Thought it was about time to join a blog, many years after the inception of them. I hope that one day this can be useful or entertaining to people - I shall try to blog regularly about what is going on here.
Seeing at this is the first post I figure that I should first of all introduce myself! My name is Dave and I am a first year PhD student at the Department of Chemical Engineering and Biotechnology at the University of Cambridge. I graduated in 2010 with an undergraduate masters (MEng) degree in Chemical Engineering from the University of Sheffield. I wanted to pursue further studies, and what better place in the UK (or even the world) than the University of Cambridge?
I was very late in applying for a PhD - around June/July time. I was whisked down to Cambridge for an "informal interview" (which I still wore a suit to - this is Cambridge after all!) and met the (then) Head of Department, (now Pro-Vice Chancellor) Professor Lynn Gladden. I was very interested in what they do down here and she seemed to think that I wasn't quite as daft as a brush (closer to a comb I think) and very generously offered to supervise me and gave me a stipend to carry out my PhD here, entitled Development of CFD Codes to Predict Two-Phase Flows and Reaction in Trickle-Bed Reactors. This involves developing software to predict the way that fluids flow and interact with each other - very challenging and demanding, and just what I need to kick my work up a notch.

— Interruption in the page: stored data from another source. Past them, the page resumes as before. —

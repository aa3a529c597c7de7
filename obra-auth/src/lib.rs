//! # obra-auth
//!
//! Token pair handling for the Obra CMS client: login, verify, refresh and
//! profile calls against the JWT endpoints, a `SessionStore` that mirrors the
//! session into a `TokenStorage`, and unverified claim inspection so the
//! client can refresh before the server bounces a request.
//!
//! ```rust
//! use std::sync::Arc;
//! use std::time::Duration;
//!
//! use obra_auth::{MemoryTokenStorage, SessionStore, TokenPair};
//!
//! let store = SessionStore::new(Arc::new(MemoryTokenStorage::new()), Duration::from_secs(30));
//! store
//!     .acquire_on_login(TokenPair { access: "a".into(), refresh: "r".into() }, None)
//!     .unwrap();
//! assert!(store.is_authenticated());
//! store.clear_on_logout().unwrap();
//! assert!(!store.is_authenticated());
//! ```

pub mod client;
pub mod error;
pub mod http;
pub mod models;
pub mod options;
pub mod session;
pub mod storage;
pub mod token;

pub use client::{AuthClient, SESSION_EXPIRED_MESSAGE};
pub use error::{SessionError, SessionResult};
pub use models::{LoginRequest, User};
pub use options::{AuthEndpoints, AuthOptions, AuthOptionsBuilder};
pub use session::SessionStore;
pub use storage::{FileTokenStorage, MemoryTokenStorage, TokenStorage};
pub use token::{Claims, RefreshedToken, TokenPair};
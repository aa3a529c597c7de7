//! # Obra Configuration
//!
//! A minimal string key/value store. Every setting the client stack reads
//! lives under a dotted key:
//!
//! ```rust
//! use obra_core::ObraConfig;
//! let mut config = ObraConfig::with_defaults();
//!
//! config.set("paginate.default", "25");
//! assert_eq!(config.get("paginate.default"), Some("25"));
//! ```
//!
//! ## Environment overrides
//! `load_env` maps prefixed variables onto keys, with a double underscore
//! standing for a dot:
//!
//! ```bash
//! export OBRA__API__BASE_URL=https://api.example.com/api/
//! ```
//!
//! becomes `api.base_url`.

use std::collections::HashMap;
use std::time::Duration;

pub const API_BASE_URL: &str = "api.base_url";
pub const API_TIMEOUT: &str = "api.timeout";
pub const AUTH_STORAGE_PATH: &str = "auth.storage_path";
pub const AUTH_EXPIRY_SKEW: &str = "auth.expiry_skew";
pub const MEDIA_MAX_FILE_BYTES: &str = "media.max_file_bytes";
pub const PAGINATE_DEFAULT: &str = "paginate.default";
pub const PAGINATE_MAX: &str = "paginate.max";

#[derive(Debug, Default, Clone)]
pub struct ObraConfig {
    values: HashMap<String, String>,
}

impl ObraConfig {
    /// Create an empty config store.
    pub fn new() -> Self {
        Self {
            values: HashMap::new(),
        }
    }

    /// Store pre-filled with the values the client falls back to.
    pub fn with_defaults() -> Self {
        let mut config = Self::new();
        config.set(API_BASE_URL, "http://127.0.0.1:8000/api/");
        config.set(API_TIMEOUT, "10s");
        config.set(AUTH_EXPIRY_SKEW, "30s");
        config.set(MEDIA_MAX_FILE_BYTES, (50u64 * 1024 * 1024).to_string());
        config.set(PAGINATE_DEFAULT, "10");
        config.set(PAGINATE_MAX, "100");
        config
    }

    /// Set a configuration key to a string value.
    pub fn set<K, V>(&mut self, key: K, value: V)
    where
        K: Into<String>,
        V: Into<String>,
    {
        self.values.insert(key.into(), value.into());
    }

    /// Get a configuration value by key.
    pub fn get(&self, key: &str) -> Option<&str> {
        self.values.get(key).map(|s| s.as_str())
    }

    pub fn has(&self, key: &str) -> bool {
        self.values.contains_key(key)
    }

    /// Apply every `PREFIX...` environment variable as an override.
    ///
    /// Returns how many keys were set.
    pub fn load_env(&mut self, prefix: &str) -> usize {
        self.load_pairs(std::env::vars(), prefix)
    }

    fn load_pairs<I>(&mut self, vars: I, prefix: &str) -> usize
    where
        I: IntoIterator<Item = (String, String)>,
    {
        let mut applied = 0;
        for (key, value) in vars {
            if let Some(stripped) = key.strip_prefix(prefix) {
                let normalized = stripped.to_lowercase().replace("__", ".");
                if normalized.is_empty() {
                    continue;
                }
                self.set(normalized, value);
                applied += 1;
            }
        }
        applied
    }

    pub fn snapshot(&self) -> ObraConfigSnapshot {
        ObraConfigSnapshot::new(self.values.clone())
    }
}

#[derive(Debug, Clone, Default)]
pub struct ObraConfigSnapshot {
    map: HashMap<String, String>,
}

impl ObraConfigSnapshot {
    pub(crate) fn new(map: HashMap<String, String>) -> Self {
        Self { map }
    }

    pub fn get(&self, key: &str) -> Option<&str> {
        self.map.get(key).map(|s| s.as_str())
    }

    pub fn get_string(&self, key: &str) -> Option<String> {
        self.map.get(key).cloned()
    }

    pub fn get_usize(&self, key: &str) -> Option<usize> {
        self.get(key).and_then(|v| v.trim().parse::<usize>().ok())
    }

    pub fn get_u64(&self, key: &str) -> Option<u64> {
        self.get(key).and_then(|v| v.trim().parse::<u64>().ok())
    }

    pub fn get_bool(&self, key: &str) -> Option<bool> {
        self.get(key).and_then(|v| v.trim().parse::<bool>().ok())
    }

    /// Durations accept humantime strings (`10s`, `1m 30s`) or plain seconds.
    pub fn get_duration(&self, key: &str) -> Option<Duration> {
        let raw = self.get(key)?.trim();
        if let Ok(secs) = raw.parse::<u64>() {
            return Some(Duration::from_secs(secs));
        }
        humantime::parse_duration(raw).ok()
    }
}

At the start of my tenure I met Professor Stewart Cant, who is a world-renowned expert in the field of computational engineering, who is my second supervisor. Stewart has many years of experience in the field of CFD and computational engineering, with his SENGA code for direct numerical simulation of combustion chemistry an international standard. On top of it all, he is a very amiable chap - I think best summed up by a description of him (by a person who shall remain unnamed!) as "the supervisor who makes me smile at difficult problems, and whose office I leave with a sense of purpose and determination instead of dejection and confusion." I meet Stewart every Wednesday, and always feel energised and ready for more hard work afterwards. Probably a useful time in the week to have the meeting too!
In the first half of this year I have been getting to grips with the CFD code NEWT, which is an in-house code used at the Department of Engineering. I've been using it to compute some single-phase flows (i.e. just liquid flowing through a column) and have achieved some good results with it. I've got a hold of some MRI data from the Chem. Eng connections and compared it, finding remarkably good agreement in the region of 2-9% accuracy. I'm coming to the end of drafting an academic manuscript on the work and hope to submit it soon.

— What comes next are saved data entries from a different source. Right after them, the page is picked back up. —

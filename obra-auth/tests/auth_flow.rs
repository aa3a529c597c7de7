use std::sync::atomic::{AtomicUsize, Ordering};
use std::sync::{Arc, Mutex};
use std::time::Duration;

use axum::extract::State;
use axum::http::{HeaderMap, StatusCode};
use axum::response::{IntoResponse, Response};
use axum::routing::{get, post};
use axum::{Json, Router};
use base64::engine::general_purpose::URL_SAFE_NO_PAD;
use base64::Engine;
use obra_auth::{AuthClient, AuthOptions, FileTokenStorage, LoginRequest, MemoryTokenStorage, SessionStore};
use obra_core::{ClientEvent, ErrorKind, EventHub, ObraError};
use serde_json::{json, Value};
use tokio::net::TcpListener;

#[derive(Default)]
struct MockState {
    refresh_calls: AtomicUsize,
    revoked: std::sync::atomic::AtomicBool,
}

fn jwt(exp: i64, token_type: &str) -> String {
    let header = URL_SAFE_NO_PAD.encode(br#"{"alg":"HS256","typ":"JWT"}"#);
    let payload = URL_SAFE_NO_PAD.encode(
        serde_json::to_vec(&json!({"token_type": token_type, "exp": exp, "user_id": 7})).unwrap(),
    );
    format!("{header}.{payload}.sig")
}

async fn create_token(Json(body): Json<Value>) -> Response {
    if body["email"] == "admin@obra.pe" && body["password"] == "secreto" {
        // already inside the refresh window
        let soon = chrono::Utc::now().timestamp() + 5;
        Json(json!({"access": jwt(soon, "access"), "refresh": jwt(soon + 86_400, "refresh")})).into_response()
    } else {
        (
            StatusCode::UNAUTHORIZED,
            Json(json!({"detail": "No active account found with the given credentials"})),
        )
            .into_response()
    }
}

async fn refresh_token(State(state): State<Arc<MockState>>, Json(body): Json<Value>) -> Response {
    state.refresh_calls.fetch_add(1, Ordering::SeqCst);
    if state.revoked.load(Ordering::SeqCst) || body["refresh"].as_str().is_none() {
        return (StatusCode::UNAUTHORIZED, Json(json!({"detail": "Token is invalid or expired"}))).into_response();
    }
    let later = chrono::Utc::now().timestamp() + 3600;
    Json(json!({"access": jwt(later, "access")})).into_response()
}

async fn verify_token(Json(body): Json<Value>) -> Response {
    let token = body["token"].as_str().unwrap_or_default();
    if token.split('.').count() == 3 {
        Json(json!({})).into_response()
    } else {
        (StatusCode::UNAUTHORIZED, Json(json!({"detail": "Token is invalid"}))).into_response()
    }
}

async fn me(headers: HeaderMap) -> Response {
    let authorized = headers
        .get("authorization")
        .and_then(|v| v.to_str().ok())
        .map(|v| v.starts_with("Bearer ") && v.len() > "Bearer ".len())
        .unwrap_or(false);
    if !authorized {
        return (StatusCode::UNAUTHORIZED, Json(json!({"detail": "Authentication credentials were not provided."})))
            .into_response();
    }
    Json(json!({
        "id": 7,
        "email": "admin@obra.pe",
        "first_name": "Lucía",
        "last_name": "Quispe",
        "is_staff": true,
        "is_superuser": false
    }))
    .into_response()
}

async fn spawn_api() -> (String, Arc<MockState>) {
    let state = Arc::new(MockState::default());
    let router = Router::new()
        .route("/api/auth/jwt/create/", post(create_token))
        .route("/api/auth/jwt/refresh/", post(refresh_token))
        .route("/api/auth/jwt/verify/", post(verify_token))
        .route("/api/auth/users/me/", get(me))
        .with_state(state.clone());

    let listener = TcpListener::bind("127.0.0.1:0").await.unwrap();
    let addr = listener.local_addr().unwrap();
    tokio::spawn(async move {
        axum::serve(listener, router).await.unwrap();
    });
    (format!("http://{addr}/api/"), state)
}

fn client(base: &str, session: Arc<SessionStore>, events: Arc<EventHub>) -> AuthClient {
    AuthClient::new(base, Duration::from_secs(5), AuthOptions::default(), session, events).unwrap()
}

fn memory_session() -> Arc<SessionStore> {
    Arc::new(SessionStore::new(Arc::new(MemoryTokenStorage::new()), Duration::from_secs(30)))
}

#[tokio::test]
async fn login_stores_tokens_and_profile() {
    let (base, _) = spawn_api().await;
    let events = Arc::new(EventHub::new());
    let seen = Arc::new(Mutex::new(Vec::new()));
    let sink = seen.clone();
    events.on(Arc::new(move |e: &ClientEvent| sink.lock().unwrap().push(e.clone())));

    let auth = client(&base, memory_session(), events);
    let user = auth.login(LoginRequest::new("admin@obra.pe", "secreto")).await.unwrap();

    assert_eq!(user.display_name(), "Lucía Quispe");
    assert!(auth.session().is_authenticated());
    assert_eq!(auth.session().user(), Some(user));
    assert!(auth.verify().await.unwrap());
    assert_eq!(
        seen.lock().unwrap().as_slice(),
        &[ClientEvent::LoggedIn {
            email: Some("admin@obra.pe".into())
        }]
    );
}

#[tokio::test]
async fn bad_credentials_do_not_log_out_or_expire() {
    let (base, _) = spawn_api().await;
    let events = Arc::new(EventHub::new());
    let expired = Arc::new(AtomicUsize::new(0));
    let counter = expired.clone();
    events.on(Arc::new(move |e: &ClientEvent| {
        if *e == ClientEvent::SessionExpired {
            counter.fetch_add(1, Ordering::SeqCst);
        }
    }));

    let auth = client(&base, memory_session(), events);
    let err = auth.login(LoginRequest::new("admin@obra.pe", "mala")).await.unwrap_err();
    let obra = ObraError::from_anyhow(&err).unwrap();

    assert_eq!(obra.kind, ErrorKind::NotAuthenticated);
    assert_eq!(obra.message, "No active account found with the given credentials");
    assert_eq!(expired.load(Ordering::SeqCst), 0);
    assert!(!auth.session().is_authenticated());
}

#[tokio::test]
async fn invalid_credentials_never_reach_the_server() {
    // nothing listens here; validation must fail first
    let auth = client("http://127.0.0.1:9/api/", memory_session(), Arc::new(EventHub::new()));
    let err = auth.login(LoginRequest::new("", "")).await.unwrap_err();
    let obra = ObraError::from_anyhow(&err).unwrap();
    assert_eq!(obra.kind, ErrorKind::Unprocessable);
    assert_eq!(obra.field_errors().unwrap().first("password"), Some("La contraseña es obligatoria"));
}

#[tokio::test]
async fn expiring_token_is_refreshed_once() {
    let (base, state) = spawn_api().await;
    let auth = client(&base, memory_session(), Arc::new(EventHub::new()));
    auth.login(LoginRequest::new("admin@obra.pe", "secreto")).await.unwrap();
    let before = auth.session().access_token();

    auth.ensure_fresh().await.unwrap();
    auth.ensure_fresh().await.unwrap();

    assert_eq!(state.refresh_calls.load(Ordering::SeqCst), 1);
    assert_ne!(auth.session().access_token(), before);
}

#[tokio::test]
async fn rejected_refresh_expires_the_session() {
    let (base, state) = spawn_api().await;
    let events = Arc::new(EventHub::new());
    let notices = Arc::new(Mutex::new(Vec::new()));
    let sink = notices.clone();
    events.on(Arc::new(move |e: &ClientEvent| {
        if let ClientEvent::Notice(n) = e {
            sink.lock().unwrap().push(n.message.clone());
        }
    }));

    let auth = client(&base, memory_session(), events);
    auth.login(LoginRequest::new("admin@obra.pe", "secreto")).await.unwrap();
    state.revoked.store(true, Ordering::SeqCst);

    let err = auth.refresh().await.unwrap_err();
    assert_eq!(ObraError::from_anyhow(&err).unwrap().kind, ErrorKind::NotAuthenticated);
    assert!(!auth.session().is_authenticated());
    assert_eq!(
        notices.lock().unwrap().as_slice(),
        &["Tu sesión ha expirado. Ingresa nuevamente.".to_string()]
    );
}

#[tokio::test]
async fn file_backed_session_survives_restart() {
    let (base, _) = spawn_api().await;
    let dir = tempfile::tempdir().unwrap();
    let path = dir.path().join("session.json");

    {
        let storage = Arc::new(FileTokenStorage::new(&path));
        let session = Arc::new(SessionStore::restore(storage, Duration::from_secs(30)).unwrap());
        client(&base, session, Arc::new(EventHub::new()))
            .login(LoginRequest::new("admin@obra.pe", "secreto"))
            .await
            .unwrap();
    }

    let storage = Arc::new(FileTokenStorage::new(&path));
    let session = Arc::new(SessionStore::restore(storage, Duration::from_secs(30)).unwrap());
    assert!(session.is_authenticated());
    assert_eq!(session.user().map(|u| u.id), Some(7));

    let auth = client(&base, session, Arc::new(EventHub::new()));
    auth.logout().unwrap();
    assert!(!path.exists());
}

Doing a PhD, in my very brief experience, feels very much like climbing a lighthouse where the stairs are all huge. You start at the bottom and slowly work your way up the winding stairs, and inevitably you run into problems. These are both external (waiting for someone else to do something that you need) and internal, and perhaps it is the latter of these that defines the difference between a postgrad programme and a PhD one. If I encounter some problem here it is really up to me to sort it out, whether it is software-related, maths-related or science-related. Of course there is help, but no-one can just spoon-feed you the information any more; you've got to kick up to a higher gear in order to manage to jump to the next step. Unfortunately though there are hundreds of steps left to go!

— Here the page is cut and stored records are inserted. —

//! # obra-media: staged attachments for edit forms
//!
//! Everything an edit form does to images and videos before the user
//! presses save:
//!
//! - **Channels** (`ChannelConfig`) describe one media field of an entity:
//!   which files it accepts, the multipart field uploads go under and how a
//!   deletion is spelled for the server.
//! - **Ledger** (`MediaLedger`) tracks each attachment as `Persisted`,
//!   `PendingAdd`, `PendingReplace` or `PendingDelete`. Pure bookkeeping, no
//!   network.
//! - **Previews** (`PreviewRegistry`, `PreviewLease`) hand out ephemeral URLs
//!   for staged files and take them back when the staged file goes away.
//!
//! ```rust
//! use obra_core::LocalFile;
//! use obra_media::prelude::*;
//!
//! let previews = PreviewRegistry::new();
//! let mut ledger = MediaLedger::seed(
//!     ChannelConfig::project_images(),
//!     vec![PersistedMedia::new(4u64, "/media/projects/a.jpg")],
//!     previews.clone(),
//! );
//!
//! let a = ledger.slots()[0].id;
//! ledger.mark_delete(a).unwrap();
//! ledger.add_files(vec![LocalFile::new("b.jpg", "image/jpeg", vec![1u8, 2, 3])]);
//!
//! let changes = ledger.changes();
//! assert_eq!(changes.deleted.len(), 1);
//! assert_eq!(changes.uploads.len(), 1);
//!
//! ledger.discard();
//! assert_eq!(previews.stats().live, 0);
//! ```

mod config;
mod error;
pub mod ledger;
pub mod preview;
mod types;

pub use config::{AcceptRules, ChannelConfig, DeletionEncoding, DEFAULT_MAX_FILE_BYTES};
pub use error::{MediaError, MediaResult, RejectReason};
pub use ledger::{AddReport, LedgerChanges, MediaLedger};
pub use preview::{PreviewLease, PreviewRegistry, PreviewStats};
pub use types::{
    MediaId, MediaKind, MediaSlot, PersistedMedia, PreviewItem, PreviewSource, SlotId, SlotState,
    StagedFile,
};

/// Prelude for convenient imports
pub mod prelude {
    pub use crate::{
        ChannelConfig, DeletionEncoding, MediaError, MediaId, MediaKind, MediaLedger, MediaResult,
        PersistedMedia, PreviewRegistry, SlotId, SlotState,
    };
}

The support that you have is key, and Cambridge is a wonderful place in this regard. Whether the support is from fellow PhD students, supervisors or other academics working in your department, I've always received very insightful and positive criticism from whomever I've spoken to. Without wishing to present my old University as the opposite, I've always felt at Sheffield that the faculty was somewhat split by "factions" and that it wouldn't have been the best place to pursue a PhD. Here in Cambridge everyone is at the top of their games, and there's a lot of collaboration - you can really see why the University of Cambridge continues to be a world-leader today.
I've gone on too long here so I shall sign off now on an increasingly-cloudy April day - hopefully it will rain a little later on as the Robinson College gardens smell incredibly good after a blanket of rain. The squirrels don't like the wet weather too much though!